Colecciones clonadas
La tendencia a la uniformidad de las colecciones de arte actual arroja un saldo de museos de piezas apabullantes pero escasos de alma
Las escaleras ascienden en una escenografía con bastante de decorado hollywoodiense: una especie de caverna — connotaciones de lugar sagrado— envuelve al visitante a lo largo de la estrecha subida. La visita a The Broad Museum, abierto en 2015, es ahora uno de los imperativos en Los Ángeles: construido en un downtown que hace años era poco más que el hotel Bonaventure — icono de la posmodernidad—, comparte hoy barrio con la catedral de Moneo o la sala de conciertos Walt Disney de Frank Gehry. La colección del museo se publicita, además, como una de las más importantes del arte posterior a la Segunda Guerra Mundial, y el ascenso teatralizado promete grandes encuentros.
Pese a todo, al final de la subida iniciática, el espectador apasionado sufre una suerte de decepción al darse de bruces con unas salas enormes, asfixiadas por obras formidables —a su estricta medida—, donde los visitantes se hacen selfies. En medio de tanto exceso cuesta distinguir lo bueno y desentrañar lo mejor y cada cosa adquiere un aspecto casi chabacano por la exuberancia. Ocurre incluso con autores delicadísimos como Cy Twombly: en su sala los cuadros se agolpan y se pisotean; se hacen incluso reiterativos — algunos hubieran sobrado en un montaje más medido—.
No es el único caso, a pesar de que muchos artistas representados son incuestionables. El problema es que las obras expuestas no son siempre indiscutibles —o quizás sí lo son, pero entre tanto aturdimiento lo especial se desdibuja y, peor aún, termina por tener un regusto previsible—. Se dibuja, así, una colección de imágenes “políticamente correcta”, en tanto ajustada al canon del discurso dominante; gustos clonados que plantean la pregunta tabú a la hora de hablar de muchas colecciones de arte contemporáneo: ¿por qué se parecen tanto las colecciones después de los años setenta del XX? Da igual que la línea de actuación gire en torno a los grandes formatos de Murakami o a las sofisticadas piezas de Matta-Clark: las “tipologías” sobreviven y raramente subvierten el itinerario compartido con otros.

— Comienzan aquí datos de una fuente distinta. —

//! Curve-style venues: plain coins and lending-wrapped coins.
//!
//! Both read `get_dy` and mark it down one smallest unit, which is what
//! `exchange` withholds.  The lending variant exposes the *underlying*
//! tokens: input is deposited into the lending market, the wrapped coins
//! are exchanged, and the output is redeemed before delivery.
//!
//! ```text
//! quote = withdraw( get_dy( deposit(dx) ) − 1 )
//! ```

use alloy_primitives::Address;

use super::{PoolAdapter, TokenResolver};
use crate::domain::{Amount, QuoteCorrection, Slot};
use crate::error::{AdapterError, Result};
use crate::host::Chain;
use crate::protocols::curve::CurvePool;
use crate::protocols::lending::LendingMarket;
use crate::traits::Venue;

/// Adapter over a plain Curve-style pool.
pub type CurveAdapter = PoolAdapter<CurvePlainVenue>;

/// Adapter over a Curve-style pool of lending wrappers.
pub type CurveLendingAdapter = PoolAdapter<CurveLendingVenue>;

fn signed(index: usize) -> Result<i128> {
    i128::try_from(index).map_err(|_| AdapterError::TokenIndexOutOfRange)
}

fn read_coins(chain: &Chain, pool: Address, token_count: usize) -> Result<Vec<Address>> {
    let contract = chain.contract::<CurvePool>(pool)?;
    (0..token_count)
        .map(|i| contract.coins(signed(i)?))
        .collect()
}

// ---------------------------------------------------------------------------
// Plain
// ---------------------------------------------------------------------------

/// Routes by `int128` coin index.
#[derive(Debug, Clone)]
pub struct CurvePlainVenue {
    pool: Address,
    tokens: TokenResolver,
}

impl CurvePlainVenue {
    /// Reads the first `token_count` coins of `pool`.
    ///
    /// # Errors
    ///
    /// Propagates lookup errors and [`AdapterError::TokenIndexOutOfRange`]
    /// if the pool has fewer coins.
    pub fn new(chain: &Chain, pool: Address, token_count: usize) -> Result<Self> {
        Ok(Self {
            pool,
            tokens: TokenResolver::indexed(&read_coins(chain, pool, token_count)?),
        })
    }
}

impl Venue for CurvePlainVenue {
    type Route = (i128, i128);

    const PROTOCOL: &'static str = "stableswap-curve";
    const CORRECTION: QuoteCorrection = QuoteCorrection::SmallestUnit;

    fn pool(&self) -> Address {
        self.pool
    }

    fn is_pool_token(&self, _: &Chain, token: Address) -> bool {
        self.tokens.is_pool_token(token)
    }

    fn resolve(&self, _: &Chain, from: Address, to: Address) -> Option<(i128, i128)> {
        let (i, j) = self.tokens.indices(from, to)?;
        Some((signed(i).ok()?, signed(j).ok()?))
    }

    fn quote(&self, chain: &Chain, (i, j): (i128, i128), amount_in: Amount) -> Result<Amount> {
        let view = chain.call::<CurvePool, _, _>(self.pool, |p, ledger| p.get_dy(ledger, i, j, amount_in))?;
        Self::CORRECTION.apply(view)
    }

    fn execute(
        &self,
        chain: &mut Chain,
        custody: Address,
        route: (i128, i128),
        amount_in: Amount,
        recipient: Address,
    ) -> Result<()> {
        let to = chain.contract::<CurvePool>(self.pool)?.coins(route.1)?;
        let received = chain.call_mut::<CurvePool, _, _>(self.pool, |p, ledger| {
            p.exchange(ledger, custody, route, amount_in, Amount::ZERO)
        })?;
        chain.ledger_mut().transfer(to, custody, recipient, received)
    }
}

// ---------------------------------------------------------------------------
// Lending-wrapped
// ---------------------------------------------------------------------------

/// Route between two underlying tokens through their wrapped coins.
#[derive(Debug, Clone, Copy, PartialEq, Eq)]
pub struct WrappedRoute {
    /// Coin index of the wrapped input.
    pub i: i128,
    /// Coin index of the wrapped output.
    pub j: i128,
    /// Underlying input token.
    pub underlying_in: Address,
    /// Underlying output token.
    pub underlying_out: Address,
    /// Wrapped output token.
    pub wrapped_out: Address,
}

/// Routes underlying tokens through a pool of lending wrappers.
#[derive(Debug, Clone)]
pub struct CurveLendingVenue {
    pool: Address,
    market: Address,
    tokens: TokenResolver,
}

impl CurveLendingVenue {
    /// Reads the first `token_count` coins of `pool` and maps each to its
    /// underlying token on `market`.
    ///
    /// # Errors
    ///
    /// - Lookup errors for `pool` or `market`.
    /// - [`AdapterError::InvalidConfiguration`] if a coin is not a wrapper
    ///   listed on `market`.
    pub fn new(chain: &Chain, pool: Address, market: Address, token_count: usize) -> Result<Self> {
        let lending = chain.contract::<LendingMarket>(market)?;
        let coins = read_coins(chain, pool, token_count)?
            .into_iter()
            .map(|wrapped| {
                lending
                    .underlying_of(wrapped)
                    .map(|underlying| (wrapped, underlying))
                    .ok_or(AdapterError::InvalidConfiguration(
                        "pool coin is not a listed lending wrapper",
                    ))
            })
            .collect::<Result<Vec<_>>>()?;
        Ok(Self {
            pool,
            market,
            tokens: TokenResolver::wrapped(&coins),
        })
    }

    /// Lending market that issues the pool's coins.
    #[must_use]
    pub const fn market(&self) -> Address {
        self.market
    }
}

impl Venue for CurveLendingVenue {
    type Route = WrappedRoute;

    const PROTOCOL: &'static str = "stableswap-curve-lending";
    const CORRECTION: QuoteCorrection = QuoteCorrection::SmallestUnit;

    fn pool(&self) -> Address {
        self.pool
    }

    fn is_pool_token(&self, _: &Chain, token: Address) -> bool {
        self.tokens.is_pool_token(token)
    }

    fn resolve(&self, _: &Chain, from: Address, to: Address) -> Option<WrappedRoute> {
        match self.tokens.pair(from, to)? {
            (
                Slot::Wrapped {
                    index: i,
                    underlying: underlying_in,
                    ..
                },
                Slot::Wrapped {
                    index: j,
                    wrapped: wrapped_out,
                    underlying: underlying_out,
                },
            ) => Some(WrappedRoute {
                i: signed(i).ok()?,
                j: signed(j).ok()?,
                underlying_in,
                underlying_out,
                wrapped_out,
            }),
            _ => None,
        }
    }

    fn quote(&self, chain: &Chain, route: WrappedRoute, amount_in: Amount) -> Result<Amount> {
        let wrapped_in = chain.call::<LendingMarket, _, _>(self.market, |m, ledger| {
            m.preview_deposit(ledger, route.underlying_in, amount_in)
        })?;
        if wrapped_in.is_zero() {
            return Ok(Amount::ZERO);
        }
        let view = chain.call::<CurvePool, _, _>(self.pool, |p, ledger| {
            p.get_dy(ledger, route.i, route.j, wrapped_in)
        })?;
        let wrapped_out = Self::CORRECTION.apply(view)?;
        chain.call::<LendingMarket, _, _>(self.market, |m, ledger| {
            m.preview_withdraw(ledger, route.underlying_out, wrapped_out)
        })
    }

    fn execute(
        &self,
        chain: &mut Chain,
        custody: Address,
        route: WrappedRoute,
        amount_in: Amount,
        recipient: Address,
    ) -> Result<()> {
        let wrapped_in = chain.call_mut::<LendingMarket, _, _>(self.market, |m, ledger| {
            m.deposit(ledger, custody, route.underlying_in, amount_in)
        })?;
        let wrapped_out = chain.call_mut::<CurvePool, _, _>(self.pool, |p, ledger| {
            p.exchange(ledger, custody, (route.i, route.j), wrapped_in, Amount::ZERO)
        })?;
        let received = chain.call_mut::<LendingMarket, _, _>(self.market, |m, ledger| {
            m.withdraw(ledger, custody, route.underlying_out, wrapped_out)
        })?;
        chain
            .ledger_mut()
            .transfer(route.underlying_out, custody, recipient, received)
    }
}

De Matta- Clark a Murakami, la causa de tanta homogeneización no está en la globalización, sino en qué es lo que se lleva, lo correcto
Por el contrario, las colecciones “clásicas” son menos predecibles: el Prado no tiene mucho que ver con la National Gallery de Londres o el Louvre. Es más, cada una de ellas habla de las diferentes relaciones de poder, de las influencias —e incluso de las carencias y las ausencias—, y tiene su propia idiosincrasia en una narración desde los gustos locales. Por el contrario, las colecciones de arte contemporáneo aspiran a exponer a los mismos artistas que triunfan internacionalmente y que lo invaden todo en unas tediosas homogeneizaciones. Aunque la causa podría estar más allá de la reiterada globalización: es lo que se lleva, lo que propician las compras sin riesgo, lo que sitúa a esa determinada colección en la zona de confort de lo “visible”; lo que posibilita competir con otros que quizás tienen lo mismo, pero más pequeño o incluso algo más local.
Y es aquí donde el denostado concepto “local” debería ser revisado: la fortaleza de la excelente colección del MOMA en el arte posterior a la Segunda Guerra Mundial, por ejemplo, reside en su apuesta por lo “local” —¿no son acaso “locales” Pollock o Warhol?—. Cuando alguien visita un museo, debería querer ver lo que no puede ver en otro sitio, no las obras de siempre pero de segunda fila —los trabajos excelentes no suelen cambiar de manos—. Y luego están los asesores, claro, profesionales que aconsejan a varias colecciones a un tiempo y que compran a los mismos autores y piezas que acaban por rellenar huecos en un álbum.
La cosa es que al salir de The Broad —ocurre con otras colecciones— el visitante apasionado tiene la impresión de haber visto un museo sin alma: nada nuevo, aunque las piezas sean más apabullantes, más decorado fílmico, incluso en el caso de “clásicos” como Warhol, cuyas obras son excelentes, si bien en medio de tanta prodigalidad pierden fuerza. A pocos metros, al otro lado de la calle, el MOCA —con su edificio modesto— ofrece un respiro a escala humana. Unos rauschenberg maravillosos al lado de los delicados joseph cornell reciben a los ojos hastiados que iban huyendo de los museos monumentales —desde el nuevo Whitney al bello edificio de Chipperfield para Jumex—. Sin embargo, a la puerta de The Broad las colas son elocuentes: quizás en un museo hoy no siempre se busca la reflexión.